Five Things to Do in Copenhagen, Denmark

Wednesday 2 May 2018

For most, it's not always possible to travel to far-flung destinations without lots of saving and planning. So after we got married, we had an affordable post-wedding trip to Spain, followed by a slightly more expensive (& exciting) mini moon to Copenhagen, in Denmark.

Flying to Scandinavia from Bristol is becoming easier than ever, as new direct flights are continuing to pop up to cities in Iceland, Norway, Sweden and Denmark. I'd heard such good things about Copenhagen, so we planned a five day trip to this buzzing city. 

Partly due to work commitments and partly due to the fact we're rather spontaneous travellers, we didn't research much before we went... although we did receive a few tips from friends who had been previously (cheers)! Most people only visit for a weekend, but as we were there for longer, we could take our time to really explore.

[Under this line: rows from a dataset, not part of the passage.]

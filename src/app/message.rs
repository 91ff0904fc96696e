// SPDX-License-Identifier: MPL-2.0
//! Top-level messages and runtime flags for the application.

use crate::error::DispatchError;
use crate::ui::showcase;
use std::time::Instant;

/// Top-level messages consumed by `App::update`.
#[derive(Debug, Clone)]
pub enum Message {
    Showcase(showcase::Message),
    /// Animation frame while the logo sweep is running.
    Tick(Instant),
    /// Result of handing a `mailto:` link to the platform.
    EmailDispatched(Result<(), DispatchError>),
    WindowCloseRequested(iced::window::Id),
}

/// Runtime flags passed in from the CLI to tweak startup behavior.
#[derive(Debug, Default)]
pub struct Flags {
    /// Optional locale override in BCP-47 form (e.g. `fr`, `en-US`).
    pub lang: Option<String>,
}
// SPDX-License-Identifier: MPL-2.0
//! Host platform collaborators: platform naming and URI launching.

use crate::error::DispatchError;
use std::process::Command;
use std::sync::Arc;

/// Human-readable name of the platform the app runs on.
#[must_use]
pub fn platform_name() -> String {
    let os = match std::env::consts::OS {
        "linux" => "Linux",
        "macos" => "macOS",
        "windows" => "Windows",
        "freebsd" => "FreeBSD",
        other => other,
    };
    format!("{os} Desktop")
}

/// Opens a URI in whatever application the platform associates with it.
pub trait UriOpener: Send + Sync {
    fn open_uri(&self, uri: &str) -> Result<(), DispatchError>;
}

/// Delegates to the operating system's URI handler.
#[derive(Debug, Clone, Copy, Default)]
pub struct SystemUriOpener;

impl UriOpener for SystemUriOpener {
    fn open_uri(&self, uri: &str) -> Result<(), DispatchError> {
        let status = launcher_command(uri)
            .status()
            .map_err(|e| DispatchError::Launch(e.to_string()))?;

        if status.success() {
            Ok(())
        } else {
            Err(DispatchError::ExitStatus(status.code()))
        }
    }
}

#[cfg(target_os = "macos")]
fn launcher_command(uri: &str) -> Command {
    let mut command = Command::new("open");
    command.arg(uri);
    command
}

// `cmd /C start` would split the query string on `&`.
#[cfg(target_os = "windows")]
fn launcher_command(uri: &str) -> Command {
    let mut command = Command::new("rundll32");
    command.arg("url.dll,FileProtocolHandler").arg(uri);
    command
}

#[cfg(not(any(target_os = "macos", target_os = "windows")))]
fn launcher_command(uri: &str) -> Command {
    let mut command = Command::new("xdg-open");
    command.arg(uri);
    command
}

/// Runs the opener on the blocking pool so a slow launcher cannot stall the
/// UI thread.
pub async fn dispatch(opener: Arc<dyn UriOpener>, uri: String) -> Result<(), DispatchError> {
    tokio::task::spawn_blocking(move || opener.open_uri(&uri))
        .await
        .map_err(|e| DispatchError::Interrupted(e.to_string()))?
}
// SPDX-License-Identifier: MPL-2.0
//! Resolution of the directory holding `settings.toml`.
//!
//! # Path Resolution Order
//!
//! 1. **Explicit override** - parameter to [`get_app_config_dir_with_override`] (for tests)
//! 2. **CLI argument** (`--config-dir`) - set via [`init_cli_override`]
//! 3. **Environment variable** (`ICED_SHOWCASE_CONFIG_DIR`)
//! 4. **Platform default** - via `dirs` crate

use std::path::PathBuf;
use std::sync::OnceLock;

/// Application name used for directory naming.
const APP_NAME: &str = "IcedShowcase";

/// Environment variable to override the config directory.
pub const ENV_CONFIG_DIR: &str = "ICED_SHOWCASE_CONFIG_DIR";

/// Global CLI override for the config directory (set once at startup).
static CLI_CONFIG_DIR: OnceLock<Option<PathBuf>> = OnceLock::new();

/// Records the `--config-dir` argument.
///
/// Only the first call takes effect; later calls are logged and ignored.
pub fn init_cli_override(config_dir: Option<String>) {
    if CLI_CONFIG_DIR.set(config_dir.map(PathBuf::from)).is_err() {
        tracing::warn!("config dir override already initialized, ignoring");
    }
}

fn get_cli_config_dir() -> Option<PathBuf> {
    CLI_CONFIG_DIR.get().and_then(Clone::clone)
}

/// Returns the application config directory path.
///
/// Platform defaults:
/// - Linux: `~/.config/IcedShowcase/`
/// - macOS: `~/Library/Application Support/IcedShowcase/`
/// - Windows: `C:\Users\<User>\AppData\Roaming\IcedShowcase\`
///
/// Returns `None` if the config directory cannot be determined.
pub fn get_app_config_dir() -> Option<PathBuf> {
    get_app_config_dir_with_override(None)
}

/// Returns the application config directory path with an optional override
/// that takes precedence over everything else.
pub fn get_app_config_dir_with_override(override_path: Option<PathBuf>) -> Option<PathBuf> {
    if let Some(path) = override_path {
        return Some(path);
    }

    if let Some(path) = get_cli_config_dir() {
        return Some(path);
    }

    if let Ok(env_path) = std::env::var(ENV_CONFIG_DIR) {
        if !env_path.is_empty() {
            return Some(PathBuf::from(env_path));
        }
    }

    dirs::config_dir().map(|mut path| {
        path.push(APP_NAME);
        path
    })
}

There's so much to see and do in this incredible city, but I've selected just a handful of my favourite places to visit / things to see. 

In case you're considering a visit in the near future, here are the my top five things to do in Copenhagen:

Copenhagen in October

Nyhavn Harbour Copenhagen Denmark

1. Nyhavn

If you've seen photos of Copenhagen on Instagram or Pinterest, it's likely you've spotted a snap of the colourful little harbour of Nyhavn, which was once a Viking fishing village. Beautiful in both the day and at night, I thoroughly recommend exploring this quaint area and its iconic waterfront. It's a well known fact that famous fairy-tale author Hans Christian Anderson lived in Nyhaven and although it would cost a fortune to live here now, back in the early 19th century it wasn't quite as alluring. It was, however, a place where Hans wrote many of his books. If you're a fan of his work, you'll also want to visit the wonderful Hans Christian Andersen Fairytale House.

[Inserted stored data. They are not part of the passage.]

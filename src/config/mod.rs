// SPDX-License-Identifier: MPL-2.0
//! This module handles the application's configuration, loaded from an
//! optional `settings.toml` file.
//!
//! # Configuration Sections
//!
//! - `[general]` - Language and theme mode
//! - `[animation]` - Rotate-in duration and easing curve
//! - `[features]` - Which parts of the showcase screen are shown
//!
//! Every key is optional; missing keys and sections take their defaults.
//!
//! # Examples
//!
//! ```no_run
//! use iced_showcase::config;
//!
//! let (config, warning) = config::load();
//! if warning.is_none() {
//!     println!("sweep lasts {:?}", config.animation.rotation_duration());
//! }
//! ```

pub mod defaults;

pub use defaults::*;

use crate::app::paths;
use crate::error::{Error, Result};
use crate::presentation::Easing;
use crate::ui::theming::ThemeMode;
use serde::{Deserialize, Serialize};
use std::fs;
use std::path::{Path, PathBuf};
use std::time::Duration;

const CONFIG_FILE: &str = "settings.toml";

// =============================================================================
// Section Structs
// =============================================================================

/// General application settings.
#[derive(Debug, Clone, Serialize, Deserialize, PartialEq, Default)]
pub struct GeneralConfig {
    /// UI language code (e.g., "en-US", "fr").
    #[serde(default, skip_serializing_if = "Option::is_none")]
    pub language: Option<String>,

    /// Application theme mode (light, dark, or system).
    #[serde(default)]
    pub theme_mode: ThemeMode,
}

/// Rotate-in animation settings.
#[derive(Debug, Clone, Serialize, Deserialize, PartialEq)]
pub struct AnimationConfig {
    /// Sweep length in milliseconds.
    #[serde(
        default = "default_rotation_duration_ms",
        skip_serializing_if = "Option::is_none"
    )]
    pub rotation_duration_ms: Option<u64>,

    /// Easing curve applied to the sweep.
    #[serde(default, skip_serializing_if = "Option::is_none")]
    pub easing: Option<Easing>,
}

impl Default for AnimationConfig {
    fn default() -> Self {
        Self {
            rotation_duration_ms: default_rotation_duration_ms(),
            easing: Some(Easing::default()),
        }
    }
}

impl AnimationConfig {
    /// Returns the configured sweep length, clamped to the supported range.
    #[must_use]
    pub fn rotation_duration(&self) -> Duration {
        let ms = self
            .rotation_duration_ms
            .unwrap_or(DEFAULT_ROTATION_DURATION_MS)
            .clamp(MIN_ROTATION_DURATION_MS, MAX_ROTATION_DURATION_MS);
        Duration::from_millis(ms)
    }

    #[must_use]
    pub fn easing(&self) -> Easing {
        self.easing.unwrap_or_default()
    }
}

/// Toggles for the sections of the showcase screen.
#[derive(Debug, Clone, Copy, Serialize, Deserialize, PartialEq, Eq)]
#[serde(default)]
pub struct FeaturesConfig {
    /// Greeting button (also drives the rotating image).
    pub greeting: bool,
    /// Click counter with "Add 1" and "Reset All".
    pub counter: bool,
    /// Compose-email form.
    pub email_compose: bool,
    /// Rotate-in image shown by the greeting button.
    pub rotating_image: bool,
}

impl Default for FeaturesConfig {
    fn default() -> Self {
        Self {
            greeting: true,
            counter: true,
            email_compose: true,
            rotating_image: true,
        }
    }
}

// =============================================================================
// Main Config Struct
// =============================================================================

/// Application configuration with logical sections.
#[derive(Debug, Clone, Serialize, Deserialize, PartialEq, Default)]
pub struct Config {
    #[serde(default)]
    pub general: GeneralConfig,

    #[serde(default)]
    pub animation: AnimationConfig,

    #[serde(default)]
    pub features: FeaturesConfig,
}

fn default_rotation_duration_ms() -> Option<u64> {
    Some(DEFAULT_ROTATION_DURATION_MS)
}

// =============================================================================
// Config Path Resolution
// =============================================================================

/// Returns the config file path with an optional directory override.
pub fn get_config_path_with_override(base_dir: Option<PathBuf>) -> Option<PathBuf> {
    paths::get_app_config_dir_with_override(base_dir).map(|mut path| {
        path.push(CONFIG_FILE);
        path
    })
}

// =============================================================================
// Load Functions
// =============================================================================

/// Loads the configuration from the default path.
///
/// Returns a tuple of (config, optional_warning). If loading fails, returns
/// the default config with an i18n key describing the problem.
pub fn load() -> (Config, Option<String>) {
    load_with_override(None)
}

/// Loads the configuration from a custom directory.
pub fn load_with_override(base_dir: Option<PathBuf>) -> (Config, Option<String>) {
    if let Some(path) = get_config_path_with_override(base_dir) {
        if path.exists() {
            match load_from_path(&path) {
                Ok(config) => {
                    tracing::debug!(path = %path.display(), "loaded config");
                    return (config, None);
                }
                Err(err) => {
                    tracing::warn!(path = %path.display(), "falling back to default config: {err}");
                    return (
                        Config::default(),
                        Some("notification-config-load-error".to_string()),
                    );
                }
            }
        }
    }
    (Config::default(), None)
}

/// Loads configuration from a specific path.
pub fn load_from_path(path: &Path) -> Result<Config> {
    let content = fs::read_to_string(path)?;
    let config: Config = toml::from_str(&content)?;
    Ok(config)
}

// =============================================================================
// Save Functions
// =============================================================================

/// Saves the configuration to a custom directory (or the default one).
///
/// Returns the path written, or `None` when no config directory is known.
pub fn save_with_override(config: &Config, base_dir: Option<PathBuf>) -> Result<Option<PathBuf>> {
    match get_config_path_with_override(base_dir) {
        Some(path) => {
            save_to_path(config, &path)?;
            Ok(Some(path))
        }
        None => Ok(None),
    }
}

/// Saves configuration to a specific path, creating parent directories.
pub fn save_to_path(config: &Config, path: &Path) -> Result<()> {
    if let Some(parent) = path.parent() {
        fs::create_dir_all(parent)?;
    }
    let content = toml::to_string_pretty(config).map_err(Error::from)?;
    fs::write(path, content)?;
    Ok(())
}

// =============================================================================
// Tests
// =============================================================================
// SPDX-License-Identifier: MPL-2.0
//! Internationalization (i18n) support for the application.
//!
//! This module provides localization capabilities using the Fluent localization system.
//! It handles language detection, translation file loading, and string formatting.
//!
//! # Features
//!
//! - Automatic locale detection from CLI, config, or system settings
//! - Translation files embedded at build time from `assets/i18n/`
//! - Runtime language switching
//! - Fallback to the default locale when a key is missing

pub mod fluent;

Food Markets in Copenhagen

Photo by Nick Karvounis on Unsplash

2. Explore the local food markets

Part of the appeal of travelling is tasting the local food, right!? We stayed in Nørrebro (so hipster but so awesome), which wasn't far from the Torvehallerne KBH food market. This food market is really nice and has a varied selection, so there's something to suit everyone - it's extremely popular with both locals and tourists alike. Grab yourself a delicious Danish pastry, try a local Smørrebrød (an open sandwich) or opt for something a little more filling like some delicious, locally sourced seafood!

My favourite food market was definitely the trendy Paper Island, or Papirøen. Less polished than Torvehallerne KBH, vendors sell street food from around the world in what's essentially one big warehouse. This warehouse was originally used by the Danish press association to store paper - which is how it got its name! It has a really cool, laid-back atmosphere and a bit of a festival feel to it. As well as tasty grub, you can buy local beers and incredible cocktails. Vendors pump out the tunes and apparently there's sometimes a DJ at the entrance! The eating area is communal and it just has all the good vibes. We found it cheaper to eat here than at local restaurants.

UPDATE: Sad news, apparently Paper Island closed after our visit! But they're working on a replacement... 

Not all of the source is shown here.